Complete restoration of electron flow from P700 to F_A/F_B was achieved by incubating a P700 and F_x-containing photosystem (PS) I core protein from Synechococcus sp. 6301 with the 8.9 kDa, F_A/F_B polypeptide from spinach. The ESR spectrum of the reconstituted PS I complex shows nearly equal photochemical reduction of F_A and F_B when frozen in darkness and illuminated at 16 K. When illuminated during freezing, both F_A and F_B are quantitatively reduced and the spectrum is nearly indistinguishable from F_A and F_B in the control PS I complex. In the reconstituted PS I complex F_x is photochemically reduced only in the presence of F^-_A and F^-_B, and the high-field resonance appears indistinguishable from F_x in the control PS I complex.
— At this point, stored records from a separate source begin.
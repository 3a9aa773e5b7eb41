//! Mock API HTTP server

use std::{net::SocketAddr, sync::Arc, time::Duration};

use axum::{Json, Router, extract::State, http::StatusCode, middleware, routing::get};
use serde_json::{Value, json};
use tokio::net::TcpListener;
use tower_http::timeout::TimeoutLayer;
use wafaux_auth::{BearerAuth, require_bearer};
use wafaux_common::{
    ApiError, Signal,
    access_log::log_requests,
    error::{method_not_allowed, not_found},
};

use crate::{ConfigStore, MockError, MockServerConfig};

/// Path of the authenticated configuration document
pub const CONFIG_PATH: &str = "/engine/v1/config";

/// Path of the unauthenticated health probe
pub const HEALTH_PATH: &str = "/health";

const REQUEST_TIMEOUT: Duration = Duration::from_secs(10);

/// Build the mock API router
pub fn router(auth: BearerAuth, store: Arc<ConfigStore>) -> Router {
    let protected = Router::new()
        .route(CONFIG_PATH, get(config_handler))
        .route_layer(middleware::from_fn_with_state(auth, require_bearer))
        .with_state(store);

    Router::new()
        .route(HEALTH_PATH, get(health_handler))
        .merge(protected)
        .method_not_allowed_fallback(method_not_allowed)
        .fallback(not_found)
        .layer(TimeoutLayer::with_status_code(
            StatusCode::REQUEST_TIMEOUT,
            REQUEST_TIMEOUT,
        ))
        .layer(middleware::from_fn(log_requests))
}

/// Mock configuration-distribution server
pub struct MockServer {
    listener: TcpListener,
    router: Router,
}

impl MockServer {
    /// Seed the configuration file if needed and bind the server
    ///
    /// # Errors
    ///
    /// Returns an error if the configuration file cannot be created or
    /// binding to the configured address fails.
    pub async fn new(config: &MockServerConfig, auth: BearerAuth) -> Result<Self, MockError> {
        let store = ConfigStore::new(config.config_file.clone());
        store.ensure_exists().await?;

        let listener = TcpListener::bind(&config.listen_address)
            .await
            .map_err(|e| MockError::BindError {
                address: config.listen_address.clone(),
                source: e,
            })?;

        tracing::info!(
            address = %config.listen_address,
            config_file = %config.config_file.display(),
            "Mock API bound successfully"
        );

        Ok(Self {
            listener,
            router: router(auth, Arc::new(store)),
        })
    }

    /// Address actually bound, useful when binding to port 0
    ///
    /// # Errors
    ///
    /// Returns an error if the socket address cannot be queried.
    pub fn local_addr(&self) -> std::io::Result<SocketAddr> {
        self.listener.local_addr()
    }

    /// Run the mock API until a shutdown signal is received
    ///
    /// # Errors
    ///
    /// Returns an error if the server encounters a runtime error.
    pub async fn serve(
        self,
        mut shutdown: tokio::sync::broadcast::Receiver<Signal>,
    ) -> Result<(), MockError> {
        tracing::info!("Mock API starting");
        tracing::info!("  GET {CONFIG_PATH} - configuration document (bearer token)");
        tracing::info!("  GET {HEALTH_PATH} - health check");

        axum::serve(self.listener, self.router)
            .with_graceful_shutdown(async move {
                let _ = shutdown.recv().await;
                tracing::info!("Mock API received shutdown signal");
            })
            .await
            .map_err(|e| MockError::ServerError(e.to_string()))?;

        tracing::info!("Mock API stopped");
        Ok(())
    }
}

async fn health_handler() -> Json<Value> {
    Json(json!({ "status": "healthy" }))
}

async fn config_handler(State(store): State<Arc<ConfigStore>>) -> Result<Json<Value>, ApiError> {
    store.load().await.map(Json).map_err(|err| {
        tracing::error!(error = %err, "Failed to load configuration document");
        ApiError::Internal
    })
}
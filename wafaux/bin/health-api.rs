#![deny(clippy::pedantic, clippy::all, clippy::nursery)]

use clap::Parser;
use tokio::sync::broadcast;
use wafaux::cli::HealthApiArgs;

#[tokio::main]
async fn main() -> anyhow::Result<()> {
    wafaux_common::logging::init();

    let args = HealthApiArgs::parse();
    let (shutdown_tx, shutdown_rx) = broadcast::channel(1);
    tokio::spawn(wafaux_common::broadcast_shutdown(shutdown_tx));

    wafaux::run_health_api(&args, shutdown_rx)
        .await
        .inspect_err(|err| tracing::error!(target: "wafaux", error = %format!("{err:#}"), "Health relay exited"))
}
#![deny(clippy::pedantic, clippy::all, clippy::nursery)]

use clap::Parser;
use tokio::sync::broadcast;
use wafaux::cli::MockApiArgs;

#[tokio::main]
async fn main() -> anyhow::Result<()> {
    wafaux_common::logging::init();

    let args = MockApiArgs::parse();
    let (shutdown_tx, shutdown_rx) = broadcast::channel(1);
    tokio::spawn(wafaux_common::broadcast_shutdown(shutdown_tx));

    wafaux::run_mock_api(&args, shutdown_rx)
        .await
        .inspect_err(|err| tracing::error!(target: "wafaux", error = %format!("{err:#}"), "Mock API exited"))
}
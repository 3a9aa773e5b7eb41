//! Plumbing shared by the wafaux auxiliary servers.
//!
//! - [`logging`] sets up the `tracing` subscriber used by every binary.
//! - [`error::ApiError`] renders the generic JSON error bodies.
//! - [`access_log`] is the per-request access log middleware.
//! - [`Signal`] and [`shutdown_signal`] drive graceful shutdown.

pub mod access_log;
pub mod error;
pub mod logging;

pub use error::ApiError;

#[derive(Debug, Clone, Copy, PartialEq, Eq)]
pub enum Signal {
    Shutdown,
}

/// Resolve once the process receives `SIGINT` or `SIGTERM`.
///
/// If a handler cannot be installed the failure is logged and that signal is
/// ignored, the other one still triggers shutdown.
pub async fn shutdown_signal() {
    let ctrl_c = async {
        if let Err(err) = tokio::signal::ctrl_c().await {
            tracing::error!(error = %err, "Unable to listen for SIGINT");
            std::future::pending::<()>().await;
        }
    };

    #[cfg(unix)]
    let terminate = async {
        match tokio::signal::unix::signal(tokio::signal::unix::SignalKind::terminate()) {
            Ok(mut sigterm) => {
                sigterm.recv().await;
            }
            Err(err) => {
                tracing::error!(error = %err, "Unable to listen for SIGTERM");
                std::future::pending::<()>().await;
            }
        }
    };

    #[cfg(not(unix))]
    let terminate = std::future::pending::<()>();

    tokio::select! {
        () = ctrl_c => {},
        () = terminate => {},
    }
}

/// Forward the first termination signal to every subscriber of `sender`.
pub async fn broadcast_shutdown(sender: tokio::sync::broadcast::Sender<Signal>) {
    shutdown_signal().await;
    tracing::info!("Shutdown signal received");
    let _ = sender.send(Signal::Shutdown);
}
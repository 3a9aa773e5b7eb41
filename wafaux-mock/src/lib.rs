//! Mock configuration-distribution API
//!
//! Stands in for the real distribution endpoint while developing the WAF
//! config agent. The served document lives in a JSON file that is created
//! from [`MockConfig::default`] on first use and can be edited by hand.
//!
//! # Endpoints
//!
//! - **`/engine/v1/config`** - Bearer-authenticated; returns the document
//! - **`/health`** - Unauthenticated; always `{"status":"healthy"}`

mod config;
mod error;
mod fixture;
mod server;
mod store;

pub use config::MockServerConfig;
pub use error::{MockError, StoreError};
pub use fixture::{FqdnRule, MockConfig};
pub use server::{CONFIG_PATH, HEALTH_PATH, MockServer, router};
pub use store::ConfigStore;
//! Shared helpers for the relay integration tests
#![allow(dead_code, clippy::expect_used, clippy::unwrap_used)]

use std::{
    path::{Path, PathBuf},
    sync::{
        Arc,
        atomic::{AtomicUsize, Ordering},
    },
    time::Duration,
};

use async_trait::async_trait;
use serde_json::{Value, json};
use tempfile::TempDir;
use wafaux_auth::{AuthConfig, BearerAuth};
use wafaux_health::{HealthProbe, ProbeOutcome, ScriptProbe};

pub const TOKEN: &str = "relay-test-token";

pub fn token_auth() -> BearerAuth {
    BearerAuth::from_config(&AuthConfig {
        token: Some(TOKEN.to_string()),
        allow_unauthenticated: false,
    })
    .unwrap()
}

/// Probe that records how often it ran and always reports healthy
#[derive(Default)]
pub struct SpyProbe {
    calls: AtomicUsize,
}

impl SpyProbe {
    pub fn calls(&self) -> usize {
        self.calls.load(Ordering::SeqCst)
    }
}

#[async_trait]
impl HealthProbe for SpyProbe {
    async fn probe(&self) -> ProbeOutcome {
        self.calls.fetch_add(1, Ordering::SeqCst);
        ProbeOutcome::Healthy(json!({ "status": "healthy" }))
    }
}

/// Probe that takes `delay` before reporting healthy
pub struct SlowProbe {
    pub delay: Duration,
}

#[async_trait]
impl HealthProbe for SlowProbe {
    async fn probe(&self) -> ProbeOutcome {
        tokio::time::sleep(self.delay).await;
        ProbeOutcome::Healthy(json!({ "status": "healthy", "slow": true }))
    }
}

/// A stub health-check script in its own temporary directory
///
/// The script is run through `/bin/sh` rather than executed directly, which
/// sidesteps `ETXTBSY` when tests write and spawn scripts concurrently. It
/// refuses to run unless it was asked for JSON output.
pub struct StubScript {
    dir: TempDir,
    path: PathBuf,
}

impl StubScript {
    pub fn new(body: &str) -> Self {
        let dir = tempfile::tempdir().unwrap();
        let path = dir.path().join("health-check.sh");
        let script = format!(
            "#!/bin/sh\n[ \"$1\" = \"--json\" ] || {{ echo 'expected --json' >&2; exit 64; }}\n{body}\n"
        );
        std::fs::write(&path, script).unwrap();
        Self { dir, path }
    }

    pub fn dir(&self) -> &Path {
        self.dir.path()
    }

    pub fn probe(&self, timeout: Duration) -> Arc<ScriptProbe> {
        Arc::new(ScriptProbe::new(
            "/bin/sh",
            vec![self.path.display().to_string(), "--json".to_string()],
            self.dir.path(),
            timeout,
        ))
    }
}

pub fn body_json(bytes: &[u8]) -> Value {
    serde_json::from_slice(bytes).unwrap()
}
Optical flash photolysis after extensive washing confirms the complete restoration of the P700⁺ [F_A/F_BI-back-reaction, indicating quantitative rebinding of the 8.9 kDA polypeptide. This procedure represents the first reconstitution of the PS I complex from a purified PS I core protein and an isolated 8.9 kDa, F_A/F_B polypeptide, and makes possible independent manipulation of the two subunits that carry the entire electron acceptor system of PS I.